Memo to the RBA: You’re Useless – Lack of Strength in the Aussie Market

RBA Monetary Policy and Lack of Strength in Aussie Market
Memo to the RBA: You’re Useless - Lack of Strength in the Aussie Market


The Aussie market really copped one across the chops yesterday. We were down 2%.

I’m not surprised.

I don’t say that to suggest I knew a big sell-off was going to happen yesterday.

All I know is that we’re currently in an odd market.

What makes me say that?

Well, the Aussie market is around all-time highs and yet all the strength appears to be in the top 50.

Momentum and strength lower down the market seems notably absent.

Certainly, there’s no sense of euphoria or aggressive trading you might see in a rip roaring bull market.

I’ve said to my mate Jonathan Evans for a while that I can’t see the Aussie market really breaking out while the banks remain under pressure.

They make up 20% of the index.

Just on that…

Tomorrow is the big day.

5 December is the date the Reserve Bank of New Zealand is due to release guidance on its latest capital proposals.

This is how much money the banks are required to hold against future downturns and bad loans.

Every bank chief will be down on their knees tonight hoping they don’t ramp up the level.

That’s because such a move would mean finding even more money.

This is a time when they have little to spare, at least when it comes to propping up their return on equity (ROE).

It’s all about ROE for the banks.

That’s what career banker Joseph Healy says.

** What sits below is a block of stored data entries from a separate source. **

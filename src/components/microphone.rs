use std::sync::atomic::{AtomicU64, Ordering};
use std::sync::Arc;
use std::time::Duration;

use bytes::Bytes;
use serde_json::{json, Value};

use super::Remote;
use crate::config::MicrophoneConfig;
use crate::endpoint::{StreamRequest, StreamSource};
use crate::error::{Error, Result};
use crate::mode::Call;
use crate::multiplexer::StreamMultiplexer;
use crate::subscriber::Subscriber;

/// Bytes per sample; the microphone records signed 16-bit mono.
const SAMPLE_WIDTH: usize = 2;

/// Parameters of the microphone stream.
#[derive(Debug, Clone, Copy, PartialEq)]
pub struct MicrophoneSource {
    pub sample_rate: u32,
    pub frame_duration: f64,
}

impl StreamRequest for MicrophoneSource {
    fn method(&self) -> &'static str {
        "microphone"
    }

    fn args(&self) -> Value {
        json!([self.sample_rate, "int16", self.frame_duration])
    }
}

impl StreamSource for MicrophoneSource {
    type Item = AudioBlock;

    fn decode(&self, frame: Bytes) -> Result<AudioBlock> {
        if frame.len() % SAMPLE_WIDTH != 0 {
            return Err(Error::Protocol(format!(
                "audio frame of {} bytes is not whole samples",
                frame.len()
            )));
        }
        Ok(AudioBlock {
            data: frame,
            sample_rate: self.sample_rate,
        })
    }
}

/// One frame of 16-bit mono PCM.
#[derive(Debug, Clone, PartialEq)]
pub struct AudioBlock {
    pub data: Bytes,
    pub sample_rate: u32,
}

impl AudioBlock {
    pub fn samples(&self) -> Vec<i16> {
        self.data
            .chunks_exact(SAMPLE_WIDTH)
            .map(|c| i16::from_le_bytes([c[0], c[1]]))
            .collect()
    }

    pub fn duration(&self) -> Duration {
        if self.sample_rate == 0 {
            return Duration::ZERO;
        }
        let samples = (self.data.len() / SAMPLE_WIDTH) as f64;
        Duration::from_secs_f64(samples / f64::from(self.sample_rate))
    }

    /// Samples scaled by `gain_db` decibels, saturating at the i16 range.
    pub fn amplified(&self, gain_db: f64) -> Vec<i16> {
        let factor = 10f64.powf(gain_db / 20.0);
        self.samples()
            .into_iter()
            .map(|s| (f64::from(s) * factor).clamp(f64::from(i16::MIN), f64::from(i16::MAX)) as i16)
            .collect()
    }
}

/// The robot's microphone.
pub struct Microphone {
    remote: Remote,
    stream: StreamMultiplexer<MicrophoneSource>,
    q_size: usize,
    gain_bits: Arc<AtomicU64>,
}

impl Microphone {
    pub(crate) fn new(remote: Remote, config: &MicrophoneConfig) -> Self {
        let source = MicrophoneSource {
            sample_rate: config.sample_rate,
            frame_duration: config.frame_duration,
        };
        let stream = StreamMultiplexer::new(source, remote.transport.clone(), remote.adapter.clone());
        Self {
            remote,
            stream,
            q_size: config.q_size.max(1),
            gain_bits: Arc::new(AtomicU64::new(config.gain.to_bits())),
        }
    }

    pub fn sample_rate(&self) -> Result<u32> {
        Ok(self.stream.endpoint().source()?.sample_rate)
    }

    /// Fails with [`Error::InvalidState`] while recording.
    pub fn set_sample_rate(&self, sample_rate: u32) -> Result<()> {
        self.stream.endpoint().configure(|s| s.sample_rate = sample_rate)
    }

    pub fn frame_duration(&self) -> Result<f64> {
        Ok(self.stream.endpoint().source()?.frame_duration)
    }

    /// Fails with [`Error::InvalidState`] while recording.
    pub fn set_frame_duration(&self, seconds: f64) -> Result<()> {
        if seconds <= 0.0 {
            return Err(Error::InvalidState("frame duration must be positive".into()));
        }
        self.stream.endpoint().configure(|s| s.frame_duration = seconds)
    }

    /// Gain in dBFS for [`AudioBlock::amplified`]. Can change at any time.
    pub fn gain(&self) -> f64 {
        f64::from_bits(self.gain_bits.load(Ordering::Relaxed))
    }

    pub fn set_gain(&self, gain: f64) {
        self.gain_bits.store(gain.to_bits(), Ordering::Relaxed);
    }

    /// Hardware volume, 0-100.
    pub fn volume(&self) -> Call<u8> {
        self.remote.get("microphone_volume")
    }

    /// Not available while recording.
    pub fn set_volume(&self, volume: u8) -> Call<()> {
        let stream = self.stream.clone();
        let set = self.remote.set("microphone_volume", volume.min(100));
        Call::property(&self.remote.adapter, async move {
            if !stream.is_closed() {
                return Err(Error::InvalidState(
                    "cannot set volume while the microphone is recording".into(),
                ));
            }
            set.await
        })
    }

    pub fn is_closed(&self) -> bool {
        self.stream.is_closed()
    }

    /// Audio buffer holding the configured number of blocks.
    pub fn output_stream(&self) -> Call<Subscriber<AudioBlock>> {
        self.stream.get_buffer(self.q_size)
    }

    pub fn get_buffer(&self, capacity: usize) -> Call<Subscriber<AudioBlock>> {
        self.stream.get_buffer(capacity)
    }

    pub fn multiplexer(&self) -> &StreamMultiplexer<MicrophoneSource> {
        &self.stream
    }
}

#[cfg(test)]
mod tests {
    use super::*;

    #[test]
    fn test_decode_and_samples() {
        let source = MicrophoneSource {
            sample_rate: 4,
            frame_duration: 0.5,
        };
        let block = source
            .decode(Bytes::from_static(&[0x01, 0x00, 0xff, 0xff]))
            .unwrap();
        assert_eq!(block.samples(), vec![1, -1]);
        assert_eq!(block.duration(), Duration::from_millis(500));
        assert!(source.decode(Bytes::from_static(&[0x01])).is_err());
    }

    #[test]
    fn test_amplified_saturates() {
        let block = AudioBlock {
            data: Bytes::from(i16::MAX.to_le_bytes().to_vec()),
            sample_rate: 16000,
        };
        assert_eq!(block.amplified(20.0), vec![i16::MAX]);
        assert_eq!(block.amplified(0.0), vec![i16::MAX]);
    }
}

I just finished his book called Breaking the Banks.

Their focus on ROE is part of where their aggressive sales culture comes from.

It’s also why they’re so obsessed with flogging mortgage loans.

Banks are required to hold less capital against property loans than small business loans.

That means they get a better return funding real estate lending instead of business deals.

The latest yawn fest appears

This is a lousy outcome for the economy, however.

Wage growth and jobs come from small and medium sized business.

Inflating the housing market just deflates the real economy over time as more discretionary money is diverted to debt service and housing costs.

But you won’t hear that from the Reserve Bank of Australia.

They just released the latest yawn fest on their monetary ‘policy’.

What did Señor Lowe say?

The easing of monetary policy…has also boosted asset prices, which in time should lead to increased spending, including on residential construction.’

Here’s the paucity of their program revealed.

They’re relying on house price rises to rejig the fabled ‘wealth effect’ and kick start construction again.

The have it all backwards.

What they should do is raise interest rates.


That would make it more profitable for banks to lend.

Higher rates would encourage them to get on with it.

What Australia needs to get the economy revving is to kick start credit growth.

The October 2019 credit figures show annual credit growth at its slowest point in over nine years.

But we don’t want that pouring into the housing market.

The RBA could easily give the banks loan quotas or directives to provide Aussie business with funding.

Oh, and if Mr Comyn from CBA or another bank chief doesn’t like it?


Threaten to cut any miscreant bank off from the RBA’s repo operations or Committed Liquidity Facility and let them survive at the mercy of the market.

They would become very cooperative in an instant.

But, hey, there’s zero chance of this happening, so the Aussie economy will keep grinding along, with us digging holes and swapping houses with each other mostly.

And thank the Lord for Australia’s natural resource sector!

This sector is really firing

We just clocked our second consecutive current account surplus in 46 years.

This is thanks to high exports of iron ore and LNG. It’s another reason my bias is to look for opportunities in the resource sector at the moment.

There are currently big cash flows flowing through this sector.

Rio Tinto, for example, just signed off on a $1 billion investment in its ‘Tom Price’ operation in the Pilbara.

That’s another signal that mining investment is beginning to turn up.

The federal Resources and Energy Quarterly says the worst of the mining investment downturn is behind us.

See for yourself…

Source: Resources and Energy Quarterly

More money flowing into investment and exploration sets the stage for future catalysts in the share market.

For example, you can only ride a gold stock hitting a big deposit if a management team approves spending money on drilling in the first place.

You could also keep an eye on a stock called Imdex Ltd [ASX:IMD].

It’s a mining services stock that services the gold industry all over the world.